┌──

#[cfg(test)]
mod tests {
    use super::*;
    use std::collections::HashSet;
    use tw_core::clock::ManualClock;
    use tw_core::timer::TimerEngine;
    use tw_core::types::{Category, CognitiveLoad, Priority, WeekStart};

    // 2024-07-15T09:00:00Z
    const T0: i64 = 1_721_034_000_000;

    fn activity(id: &str, label: &str) -> Activity {
        Activity {
            id: ActivityId::new(id).expect("activity id"),
            label: label.to_string(),
            category: Category::Professional,
            priority: Priority::High,
            cognitive_load: CognitiveLoad::Intense,
            daily_max: Some(120),
            session_max: None,
            archived: false,
        }
    }

    fn completed(id: &str, activity_id: &str, start: i64) -> Session {
        Session {
            id: SessionId::new(id).expect("session id"),
            activity_id: ActivityId::new(activity_id).expect("activity id"),
            session_start: start,
            session_end: Some(start + 900_000),
            intervals: vec![
                Interval {
                    start,
                    end: Some(start + 300_000),
                    duration: 300,
                },
                Interval {
                    start: start + 600_000,
                    end: Some(start + 900_000),
                    duration: 300,
                },
            ],
            total_duration: 600,
            auto_stopped: true,
        }
    }

    #[test]
    fn open_in_memory_database() {
        let db = Database::open_in_memory();
        assert!(db.is_ok());
    }

    #[test]
    fn schema_matches_data_model() {
        let db = Database::open_in_memory().expect("open in-memory db");

        assert_eq!(
            table_columns(&db.conn, "activities"),
            vec![
                "id",
                "position",
                "label",
                "category",
                "priority",
                "cognitive_load",
                "daily_max",
                "session_max",
                "archived",
            ]
        );
        assert_eq!(
            table_columns(&db.conn, "sessions"),
            vec![
                "id",
                "position",
                "activity_id",
                "session_start",
                "session_end",
                "intervals",
                "total_duration",
                "auto_stopped",
            ]
        );
        assert_eq!(table_columns(&db.conn, "settings"), vec!["key", "value"]);

        let indexes = index_names(&db.conn, "sessions");
        assert!(indexes.contains("idx_sessions_start"));
        assert!(indexes.contains("idx_sessions_activity"));
    }

    #[test]
    fn init_is_idempotent() {
        let db = Database::open_in_memory().expect("open in-memory db");
        db.init().expect("second init");
    }

    #[test]
    fn activities_round_trip_in_order() {
        let mut db = Database::open_in_memory().expect("open in-memory db");
        let list = vec![activity("b", "Beta"), activity("a", "Alpha")];
        db.save_activities(&list).expect("save");
        assert_eq!(db.activities().expect("load"), list);

        db.save_activities(&list[1..]).expect("replace");
        assert_eq!(db.activities().expect("load"), vec![activity("a", "Alpha")]);
        assert_eq!(
            db.activity(&ActivityId::new("a").expect("id")).expect("lookup"),
            Some(activity("a", "Alpha"))
        );
    }

    #[test]
    fn sessions_round_trip_with_intervals() {
        let mut db = Database::open_in_memory().expect("open in-memory db");
        let log = vec![completed("s2", "a", T0 + 3_600_000), completed("s1", "gone", T0)];
        db.save_sessions(&log).expect("save");
        assert_eq!(db.sessions().expect("load"), log);

        let raw: String = db
            .conn
            .query_row("SELECT intervals FROM sessions WHERE id = 's1'", [], |row| {
                row.get(0)
            })
            .expect("raw intervals");
        let value: serde_json::Value = serde_json::from_str(&raw).expect("json");
        assert_eq!(value[1]["duration"], 300);
    }

    #[test]
    fn positions_follow_saved_order() {
        let mut db = Database::open_in_memory().expect("open in-memory db");
        db.save_sessions(&[
            completed("s2", "a", T0 + 3_600_000),
            completed("s1", "a", T0),
            completed("s3", "a", T0 + 7_200_000),
        ])
        .expect("save");

        let mut stmt = db
            .conn
            .prepare("SELECT id, position FROM sessions ORDER BY position")
            .expect("prepare");
        let rows: Vec<(String, i64)> = stmt
            .query_map([], |row| Ok((row.get(0)?, row.get(1)?)))
            .expect("query")
            .collect::<Result<_, _>>()
            .expect("rows");
        assert_eq!(
            rows,
            vec![
                ("s2".to_string(), 0),
                ("s1".to_string(), 1),
                ("s3".to_string(), 2),
            ]
        );
    }

    #[test]
    fn user_config_defaults_then_persists() {
        let mut db = Database::open_in_memory().expect("open in-memory db");
        assert_eq!(db.user_config().expect("load"), UserConfig::default());

        let config = UserConfig {
            week_start: WeekStart::Sunday,
            sound_enabled: false,
            ..UserConfig::default()
        };
        db.save_user_config(&config).expect("save");
        db.save_user_config(&config).expect("save twice");
        assert_eq!(db.user_config().expect("load"), config);
    }

    #[test]
    fn corrupt_rows_surface_as_errors() {
        let db = Database::open_in_memory().expect("open in-memory db");
        db.conn
            .execute(
                "INSERT INTO activities VALUES ('x', 0, 'X', 'hobby', 'low', 'light', NULL, NULL, 0)",
                [],
            )
            .expect("insert");
        let err = db.list_activities().unwrap_err();
        assert!(matches!(
            err,
            DbError::InvalidRow {
                table: "activities",
                ..
            }
        ));
        assert!(db.activities().is_err());
    }

    #[test]
    fn import_bundle_is_all_or_nothing() {
        let mut db = Database::open_in_memory().expect("open in-memory db");
        db.save_activities(&[activity("keep", "Keep")]).expect("seed");

        let mut bad = Bundle {
            activities: vec![activity("a", "Alpha")],
            logs: vec![completed("s1", "a", T0)],
            user_config: UserConfig::default(),
        };
        bad.logs[0].intervals[1].end = None;
        assert!(db.import_bundle(&bad).is_err());
        assert_eq!(db.activities().expect("load"), vec![activity("keep", "Keep")]);

        bad.logs[0].intervals[1].end = Some(T0 + 900_000);
        let summary = db.import_bundle(&bad).expect("import");
        assert_eq!(summary.sessions, 1);
        assert_eq!(tw_core::export_bundle(&db).expect("export"), bad);
    }

    #[test]
    fn data_survives_reopen() {
        let dir = tempfile::tempdir().expect("tempdir");
        let path = dir.path().join("tw.db");
        {
            let mut db = Database::open(&path).expect("open");
            db.save_activities(&[activity("a", "Alpha")]).expect("save");
            db.save_sessions(&[completed("s1", "a", T0)]).expect("save");
        }
        let db = Database::open(&path).expect("reopen");
        assert_eq!(db.activities().expect("load").len(), 1);
        assert_eq!(db.sessions().expect("load")[0].total_duration, 600);
    }

    #[test]
    fn timer_appends_to_database_log() {
        let mut db = Database::open_in_memory().expect("open in-memory db");
        db.save_activities(&[activity("a", "Alpha")]).expect("seed");
        db.save_sessions(&[completed("s0", "a", T0 - 86_400_000)])
            .expect("seed log");

        let clock = ManualClock::new(T0);
        let mut engine = TimerEngine::new(&mut db, clock.clone());
        engine
            .start_session(&ActivityId::new("a").expect("id"))
            .expect("start");
        clock.advance_secs(90);
        let saved = engine.stop().expect("stop");

        let log = db.sessions().expect("load");
        assert_eq!(log.len(), 2);
        assert_eq!(log[0].id.as_str(), "s0");
        assert_eq!(log[1], saved);
        assert_eq!(log[1].total_duration, 90);
    }

    fn table_columns(conn: &Connection, table: &str) -> Vec<String> {
        let mut stmt = conn
            .prepare(&format!("PRAGMA table_info({table})"))
            .expect("prepare table_info");
        let rows = stmt
            .query_map([], |row| row.get::<_, String>(1))
            .expect("query table_info");
        rows.map(|row| row.expect("table_info row")).collect()
    }

    fn index_names(conn: &Connection, table: &str) -> HashSet<String> {
        let mut stmt = conn
            .prepare(&format!("PRAGMA index_list({table})"))
            .expect("prepare index_list");
        let rows = stmt
            .query_map([], |row| row.get::<_, String>(1))
            .expect("query index_list");
        rows.map(|row| row.expect("index_list row")).collect()
    }
}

└──

▶ **Problem to work on**
Word for word, give the material above a second time.

▶ **Task response**
#[cfg(test)]
mod tests {
    use super::*;
    use std::collections::HashSet;
    use tw_core::clock::ManualClock;
    use tw_core::timer::TimerEngine;
    use tw_core::types::{Category, CognitiveLoad, Priority, WeekStart};

    // 2024-07-15T09:00:00Z
    const T0: i64 = 1_721_034_000_000;

    fn activity(id: &str, label: &str) -> Activity {
        Activity {
            id: ActivityId::new(id).expect("activity id"),
            label: label.to_string(),
            category: Category::Professional,
            priority: Priority::High,
            cognitive_load: CognitiveLoad::Intense,
            daily_max: Some(120),
            session_max: None,
            archived: false,
        }
    }

    fn completed(id: &str, activity_id: &str, start: i64) -> Session {
        Session {
            id: SessionId::new(id).expect("session id"),
            activity_id: ActivityId::new(activity_id).expect("activity id"),
            session_start: start,
            session_end: Some(start + 900_000),
            intervals: vec![
                Interval {
                    start,
                    end: Some(start + 300_000),
                    duration: 300,
                },
                Interval {
                    start: start + 600_000,
                    end: Some(start + 900_000),
                    duration: 300,
                },
            ],
            total_duration: 600,
            auto_stopped: true,
        }
    }

    #[test]
    fn open_in_memory_database() {
        let db = Database::open_in_memory();
        assert!(db.is_ok());
    }

    #[test]
    fn schema_matches_data_model() {
        let db = Database::open_in_memory().expect("open in-memory db");

        assert_eq!(
            table_columns(&db.conn, "activities"),
            vec![
                "id",
                "position",
                "label",
                "category",
                "priority",
                "cognitive_load",
                "daily_max",
                "session_max",
                "archived",
            ]
        );
        assert_eq!(
            table_columns(&db.conn, "sessions"),
            vec![
                "id",
                "position",
                "activity_id",
                "session_start",
                "session_end",
                "intervals",
                "total_duration",
                "auto_stopped",
            ]
        );
        assert_eq!(table_columns(&db.conn, "settings"), vec!["key", "value"]);

        let indexes = index_names(&db.conn, "sessions");
        assert!(indexes.contains("idx_sessions_start"));
        assert!(indexes.contains("idx_sessions_activity"));
    }

    #[test]
    fn init_is_idempotent() {
        let db = Database::open_in_memory().expect("open in-memory db");
        db.init().expect("second init");
    }

    #[test]
    fn activities_round_trip_in_order() {
        let mut db = Database::open_in_memory().expect("open in-memory db");
        let list = vec![activity("b", "Beta"), activity("a", "Alpha")];
        db.save_activities(&list).expect("save");
        assert_eq!(db.activities().expect("load"), list);

        db.save_activities(&list[1..]).expect("replace");
        assert_eq!(db.activities().expect("load"), vec![activity("a", "Alpha")]);
        assert_eq!(
            db.activity(&ActivityId::new("a").expect("id")).expect("lookup"),
            Some(activity("a", "Alpha"))
        );
    }

    #[test]
    fn sessions_round_trip_with_intervals() {
        let mut db = Database::open_in_memory().expect("open in-memory db");
        let log = vec![completed("s2", "a", T0 + 3_600_000), completed("s1", "gone", T0)];
        db.save_sessions(&log).expect("save");
        assert_eq!(db.sessions().expect("load"), log);

        let raw: String = db
            .conn
            .query_row("SELECT intervals FROM sessions WHERE id = 's1'", [], |row| {
                row.get(0)
            })
            .expect("raw intervals");
        let value: serde_json::Value = serde_json::from_str(&raw).expect("json");
        assert_eq!(value[1]["duration"], 300);
    }

    #[test]
    fn positions_follow_saved_order() {
        let mut db = Database::open_in_memory().expect("open in-memory db");
        db.save_sessions(&[
            completed("s2", "a", T0 + 3_600_000),
            completed("s1", "a", T0),
            completed("s3", "a", T0 + 7_200_000),
        ])
        .expect("save");

        let mut stmt = db
            .conn
            .prepare("SELECT id, position FROM sessions ORDER BY position")
            .expect("prepare");
        let rows: Vec<(String, i64)> = stmt
            .query_map([], |row| Ok((row.get(0)?, row.get(1)?)))
            .expect("query")
            .collect::<Result<_, _>>()
            .expect("rows");
        assert_eq!(
            rows,
            vec![
                ("s2".to_string(), 0),
                ("s1".to_string(), 1),
                ("s3".to_string(), 2),
            ]
        );
    }

    #[test]
    fn user_config_defaults_then_persists() {
        let mut db = Database::open_in_memory().expect("open in-memory db");
        assert_eq!(db.user_config().expect("load"), UserConfig::default());

        let config = UserConfig {
            week_start: WeekStart::Sunday,
            sound_enabled: false,
            ..UserConfig::default()
        };
        db.save_user_config(&config).expect("save");
        db.save_user_config(&config).expect("save twice");
        assert_eq!(db.user_config().expect("load"), config);
    }

    #[test]
    fn corrupt_rows_surface_as_errors() {
        let db = Database::open_in_memory().expect("open in-memory db");
        db.conn
            .execute(
                "INSERT INTO activities VALUES ('x', 0, 'X', 'hobby', 'low', 'light', NULL, NULL, 0)",
                [],
            )
            .expect("insert");
        let err = db.list_activities().unwrap_err();
        assert!(matches!(
            err,
            DbError::InvalidRow {
                table: "activities",
                ..
            }
        ));
        assert!(db.activities().is_err());
    }

    #[test]
    fn import_bundle_is_all_or_nothing() {
        let mut db = Database::open_in_memory().expect("open in-memory db");
        db.save_activities(&[activity("keep", "Keep")]).expect("seed");

        let mut bad = Bundle {
            activities: vec![activity("a", "Alpha")],
            logs: vec![completed("s1", "a", T0)],
            user_config: UserConfig::default(),
        };
        bad.logs[0].intervals[1].end = None;
        assert!(db.import_bundle(&bad).is_err());
        assert_eq!(db.activities().expect("load"), vec![activity("keep", "Keep")]);

        bad.logs[0].intervals[1].end = Some(T0 + 900_000);
        let summary = db.import_bundle(&bad).expect("import");
        assert_eq!(summary.sessions, 1);
        assert_eq!(tw_core::export_bundle(&db).expect("export"), bad);
    }

    #[test]
    fn data_survives_reopen() {
        let dir = tempfile::tempdir().expect("tempdir");
        let path = dir.path().join("tw.db");
        {
            let mut db = Database::open(&path).expect("open");
            db.save_activities(&[activity("a", "Alpha")]).expect("save");
            db.save_sessions(&[completed("s1", "a", T0)]).expect("save");
        }
        let db = Database::open(&path).expect("reopen");
        assert_eq!(db.activities().expect("load").len(), 1);
        assert_eq!(db.sessions().expect("load")[0].total_duration, 600);
    }

    #[test]
    fn timer_appends_to_database_log() {
        let mut db = Database::open_in_memory().expect("open in-memory db");
        db.save_activities(&[activity("a", "Alpha")]).expect("seed");
        db.save_sessions(&[completed("s0", "a", T0 - 86_400_000)])
            .expect("seed log");

        let clock = ManualClock::new(T0);
        let mut engine = TimerEngine::new(&mut db, clock.clone());
        engine
            .start_session(&ActivityId::new("a").expect("id"))
            .expect("start");
        clock.advance_secs(90);
        let saved = engine.stop().expect("stop");

        let log = db.sessions().expect("load");
        assert_eq!(log.len(), 2);
        assert_eq!(log[0].id.as_str(), "s0");
        assert_eq!(log[1], saved);
        assert_eq!(log[1].total_duration, 90);
    }

    fn table_columns(conn: &Connection, table: &str) -> Vec<String> {
        let mut stmt = conn
            .prepare(&format!("PRAGMA table_info({table})"))
            .expect("prepare table_info");
        let rows = stmt
            .query_map([], |row| row.get::<_, String>(1))
            .expect("query table_info");
        rows.map(|row| row.expect("table_info row")).collect()
    }

    fn index_names(conn: &Connection, table: &str) -> HashSet<String> {
        let mut stmt = conn
            .prepare(&format!("PRAGMA index_list({table})"))
            .expect("prepare index_list");
        let rows = stmt
            .query_map([], |row| row.get::<_, String>(1))
            .expect("query index_list");
        rows.map(|row| row.expect("index_list row")).collect()
    }
}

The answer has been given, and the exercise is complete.